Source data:
+---+

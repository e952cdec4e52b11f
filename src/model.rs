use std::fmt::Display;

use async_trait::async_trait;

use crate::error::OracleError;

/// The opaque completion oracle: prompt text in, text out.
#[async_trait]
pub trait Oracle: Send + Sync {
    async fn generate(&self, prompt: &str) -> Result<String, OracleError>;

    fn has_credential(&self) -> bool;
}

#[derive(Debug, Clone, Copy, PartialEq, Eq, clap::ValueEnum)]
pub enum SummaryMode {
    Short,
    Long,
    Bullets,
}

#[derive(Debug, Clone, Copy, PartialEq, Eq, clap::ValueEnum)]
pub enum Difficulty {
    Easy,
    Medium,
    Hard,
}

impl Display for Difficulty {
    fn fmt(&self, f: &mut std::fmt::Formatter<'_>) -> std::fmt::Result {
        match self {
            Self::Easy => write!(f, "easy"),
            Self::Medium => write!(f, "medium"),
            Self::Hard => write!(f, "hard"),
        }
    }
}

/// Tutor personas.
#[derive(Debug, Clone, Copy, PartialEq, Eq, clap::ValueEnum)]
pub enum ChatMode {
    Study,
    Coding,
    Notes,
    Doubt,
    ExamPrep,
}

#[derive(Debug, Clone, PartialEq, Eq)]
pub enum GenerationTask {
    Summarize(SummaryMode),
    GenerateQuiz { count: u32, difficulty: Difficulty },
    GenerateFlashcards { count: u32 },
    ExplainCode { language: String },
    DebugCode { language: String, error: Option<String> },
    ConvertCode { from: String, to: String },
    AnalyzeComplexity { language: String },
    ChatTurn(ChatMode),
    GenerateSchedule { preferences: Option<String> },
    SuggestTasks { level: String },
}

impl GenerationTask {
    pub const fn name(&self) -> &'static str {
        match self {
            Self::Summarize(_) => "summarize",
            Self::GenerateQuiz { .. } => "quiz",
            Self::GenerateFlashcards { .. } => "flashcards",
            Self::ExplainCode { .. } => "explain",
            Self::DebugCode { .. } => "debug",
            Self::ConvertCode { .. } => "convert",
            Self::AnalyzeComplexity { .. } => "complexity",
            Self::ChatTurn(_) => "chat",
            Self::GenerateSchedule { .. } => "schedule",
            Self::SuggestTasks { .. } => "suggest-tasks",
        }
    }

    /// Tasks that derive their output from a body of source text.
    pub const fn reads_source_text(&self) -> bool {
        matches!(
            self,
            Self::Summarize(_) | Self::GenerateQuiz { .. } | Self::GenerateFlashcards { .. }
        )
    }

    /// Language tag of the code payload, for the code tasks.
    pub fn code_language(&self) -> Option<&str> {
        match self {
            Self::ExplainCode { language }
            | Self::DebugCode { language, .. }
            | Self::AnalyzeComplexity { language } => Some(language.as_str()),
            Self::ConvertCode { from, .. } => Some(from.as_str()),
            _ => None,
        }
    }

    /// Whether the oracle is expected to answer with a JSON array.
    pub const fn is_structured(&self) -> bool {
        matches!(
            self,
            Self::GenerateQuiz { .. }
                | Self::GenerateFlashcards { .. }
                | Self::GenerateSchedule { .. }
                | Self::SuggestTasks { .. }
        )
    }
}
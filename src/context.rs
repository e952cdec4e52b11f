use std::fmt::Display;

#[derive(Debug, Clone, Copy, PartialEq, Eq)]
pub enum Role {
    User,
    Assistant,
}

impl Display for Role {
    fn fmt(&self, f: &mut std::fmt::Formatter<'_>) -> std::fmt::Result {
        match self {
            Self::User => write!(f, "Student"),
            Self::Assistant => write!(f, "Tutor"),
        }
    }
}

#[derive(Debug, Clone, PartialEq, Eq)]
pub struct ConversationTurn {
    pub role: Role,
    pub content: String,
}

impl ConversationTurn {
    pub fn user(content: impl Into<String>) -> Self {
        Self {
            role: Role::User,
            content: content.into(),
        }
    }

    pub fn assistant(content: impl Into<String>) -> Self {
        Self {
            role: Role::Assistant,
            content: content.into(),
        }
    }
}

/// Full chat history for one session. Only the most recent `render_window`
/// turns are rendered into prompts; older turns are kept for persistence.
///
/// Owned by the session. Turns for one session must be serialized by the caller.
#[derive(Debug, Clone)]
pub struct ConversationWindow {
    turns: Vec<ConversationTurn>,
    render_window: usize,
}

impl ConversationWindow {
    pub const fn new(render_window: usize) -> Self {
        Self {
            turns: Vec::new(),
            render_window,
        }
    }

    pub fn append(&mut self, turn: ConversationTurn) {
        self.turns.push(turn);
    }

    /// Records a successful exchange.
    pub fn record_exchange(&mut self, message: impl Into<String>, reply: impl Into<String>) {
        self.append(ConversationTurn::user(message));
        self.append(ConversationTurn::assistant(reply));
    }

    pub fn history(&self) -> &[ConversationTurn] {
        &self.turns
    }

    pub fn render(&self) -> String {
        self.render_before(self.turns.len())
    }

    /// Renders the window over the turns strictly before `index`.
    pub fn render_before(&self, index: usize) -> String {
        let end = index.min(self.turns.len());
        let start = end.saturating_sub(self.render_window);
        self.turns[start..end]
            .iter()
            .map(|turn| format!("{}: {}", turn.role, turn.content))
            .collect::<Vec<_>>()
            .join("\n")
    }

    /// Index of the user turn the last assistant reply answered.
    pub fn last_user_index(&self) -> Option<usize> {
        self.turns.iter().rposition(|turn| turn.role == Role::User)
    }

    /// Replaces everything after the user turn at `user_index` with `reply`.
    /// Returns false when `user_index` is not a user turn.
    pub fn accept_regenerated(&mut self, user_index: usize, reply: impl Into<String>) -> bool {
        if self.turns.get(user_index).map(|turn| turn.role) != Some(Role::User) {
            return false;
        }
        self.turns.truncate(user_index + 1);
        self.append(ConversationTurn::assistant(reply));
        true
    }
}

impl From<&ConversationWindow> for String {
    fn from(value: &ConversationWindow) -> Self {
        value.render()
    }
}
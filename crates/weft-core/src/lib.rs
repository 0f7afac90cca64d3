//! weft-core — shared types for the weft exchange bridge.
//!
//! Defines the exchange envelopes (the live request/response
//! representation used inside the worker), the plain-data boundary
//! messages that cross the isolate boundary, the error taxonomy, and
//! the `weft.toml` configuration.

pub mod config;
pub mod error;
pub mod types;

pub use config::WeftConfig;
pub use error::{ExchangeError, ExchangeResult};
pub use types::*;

+---+

• About this exercise: Would you please repeat exactly the lines above, starting at the line with "value.render()" and stopping at the line with "the plain-data boundary", both included?

• Task output:
        value.render()
    }
}
filename crates/weft-core/src/lib.rs
repository 0f7afac90cca64d3
//! weft-core — shared types for the weft exchange bridge.
//!
//! Defines the exchange envelopes (the live request/response
//! representation used inside the worker), the plain-data boundary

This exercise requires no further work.